A Very Dangerous Drug for Young Men

This is why Joy Division can be a very dangerous drug for young men. They seem to be presenting The Truth (they present themselves as doing so). Their subject, after all, is depression. Not sadness or frustration, rock's standard downer states, but depression: depression: whose difference from mere sadness consists in its claim to have uncovered the (final, unvarnished) Truth about life and desire.

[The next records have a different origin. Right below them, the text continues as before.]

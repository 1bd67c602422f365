//! Syntax tree produced by the parser. Names are unresolved; the compiler resolves them.

use admitguard_types::Value;

/// Source location stored as the number of bytes that follow the node.
///
/// The parser only sees suffixes of the source, so this is what it can record cheaply. The
/// compiler turns it back into an offset against the full source.
#[derive(Clone, Copy, Debug, PartialEq, Eq)]
pub struct Pos(pub usize);

impl Pos {
    pub fn of(rest: &str) -> Self {
        Pos(rest.len())
    }

    pub fn offset_in(self, source: &str) -> usize {
        source.len().saturating_sub(self.0)
    }
}

#[derive(Clone, Debug, PartialEq)]
pub struct RuleSet {
    pub rules: Vec<RuleAst>,
}

/// `violation "<template>" [for x in expr]* [when expr]`
#[derive(Clone, Debug, PartialEq)]
pub struct RuleAst {
    pub message: Vec<TemplatePart>,
    pub loops: Vec<LoopAst>,
    pub condition: Option<Expr>,
}

#[derive(Clone, Debug, PartialEq)]
pub enum TemplatePart {
    Text(String),
    Expr(Expr),
}

#[derive(Clone, Debug, PartialEq)]
pub struct LoopAst {
    pub var: String,
    pub iter: Expr,
}

#[derive(Clone, Copy, Debug, PartialEq, Eq)]
pub enum UnaryOp {
    Not,
    Neg,
}

#[derive(Clone, Copy, Debug, PartialEq, Eq)]
pub enum BinaryOp {
    Or,
    And,
    Eq,
    Ne,
    Lt,
    Le,
    Gt,
    Ge,
    In,
    Add,
    Sub,
}

impl BinaryOp {
    pub fn symbol(self) -> &'static str {
        match self {
            BinaryOp::Or => "or",
            BinaryOp::And => "and",
            BinaryOp::Eq => "==",
            BinaryOp::Ne => "!=",
            BinaryOp::Lt => "<",
            BinaryOp::Le => "<=",
            BinaryOp::Gt => ">",
            BinaryOp::Ge => ">=",
            BinaryOp::In => "in",
            BinaryOp::Add => "+",
            BinaryOp::Sub => "-",
        }
    }
}

#[derive(Clone, Debug, PartialEq)]
pub enum Expr {
    Literal(Value),
    List(Vec<Expr>),
    Ident {
        name: String,
        pos: Pos,
    },
    Field(Box<Expr>, String),
    Index(Box<Expr>, Box<Expr>),
    Call {
        name: String,
        args: Vec<Expr>,
        pos: Pos,
    },
    Lambda {
        param: String,
        body: Box<Expr>,
        pos: Pos,
    },
    Unary(UnaryOp, Box<Expr>),
    Binary(BinaryOp, Box<Expr>, Box<Expr>),
}
//! Periodic audit: validate every entity an [`EntitySource`] lists.

use crate::{Context, EntitySource, ValidateError, Validator};
use admitguard_domain::RuleEngine;
use admitguard_types::ListOptions;
use futures::StreamExt;

/// Totals of one audit sweep.
#[derive(Debug, Default)]
pub struct AuditReport {
    /// Entities validated successfully.
    pub entities: usize,
    pub violations: usize,
    pub compliances: usize,
    pub failures: Vec<AuditFailure>,
}

/// An entity whose validation failed; the sweep carries on without it.
#[derive(Debug)]
pub struct AuditFailure {
    pub entity_id: String,
    pub error: ValidateError,
}

impl<E: RuleEngine> Validator<E> {
    /// Page through `source` and validate its entities, at most `concurrency` at a time.
    ///
    /// A listing failure or cancellation aborts the sweep. Any other per-entity failure is
    /// recorded in the report.
    #[tracing::instrument(name = "audit", skip_all, fields(kind = %source.kind()))]
    pub async fn audit(
        &self,
        ctx: &Context,
        source: &dyn EntitySource,
        trigger: Option<&str>,
        concurrency: usize,
    ) -> Result<AuditReport, ValidateError> {
        let mut report = AuditReport::default();
        let mut options = ListOptions::default();

        loop {
            let page = match ctx.run_until_cancelled(source.list(ctx, &options)).await {
                Some(listed) => listed.map_err(ValidateError::Listing)?,
                None => return Err(ValidateError::Cancelled),
            };

            let results: Vec<_> = futures::stream::iter(page.entities)
                .map(|entity| async move {
                    let result = self.validate(ctx, &entity, trigger).await;
                    (entity.id, result)
                })
                .buffer_unordered(concurrency.max(1))
                .collect()
                .await;

            for (entity_id, result) in results {
                match result {
                    Ok(summary) => {
                        report.entities += 1;
                        report.violations += summary.violations.len();
                        report.compliances += summary.compliances.len();
                    }
                    Err(ValidateError::Cancelled) if ctx.is_cancelled() => {
                        return Err(ValidateError::Cancelled);
                    }
                    Err(error) => {
                        tracing::warn!(entity = %entity_id, "audit validation failed: {error}");
                        report.failures.push(AuditFailure { entity_id, error });
                    }
                }
            }

            match page.continue_token {
                Some(token) if page.has_next => options.continue_token = Some(token),
                _ => break,
            }
        }

        tracing::info!(
            entities = report.entities,
            violations = report.violations,
            compliances = report.compliances,
            failures = report.failures.len(),
            "audit finished"
        );
        Ok(report)
    }
}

The depressive experiences himself as walled off from the lifeworld, so that his own frozen inner life - or inner death - overwhelms everything; at the same time, he experiences himself as evacuated, totally denuded, a shell: there is nothing except the inside, but the inside is empty.
...
The Aesthetes want the world promised by the sleeves and the sound, a pristine black and white realm unsullied by the grubby compromises and embarrassments of the everyday. The empiricists insist on just the opposite: on rooting the songs back in the quotidian at its least elevated and, most importantly, at its least serious. 'Ian was a laugh, the band were young lads who liked to get pissed, it was all a bit of fun that got out of hand...' It's important to hold onto both of these Joy Divisions - the Joy Division of Pure Art, and the Joy Division who were 'just a laff' - at once. For if the truth of Joy Division is that they were Lads, then Joy Division must be the truth of Laddism. And so it would appear: beneath all the red-nosed downer-fuelled jollity of the past two decades, mental illness has increased 70% amongst adolescents. Suicide remains one of the most common sources of death for young males.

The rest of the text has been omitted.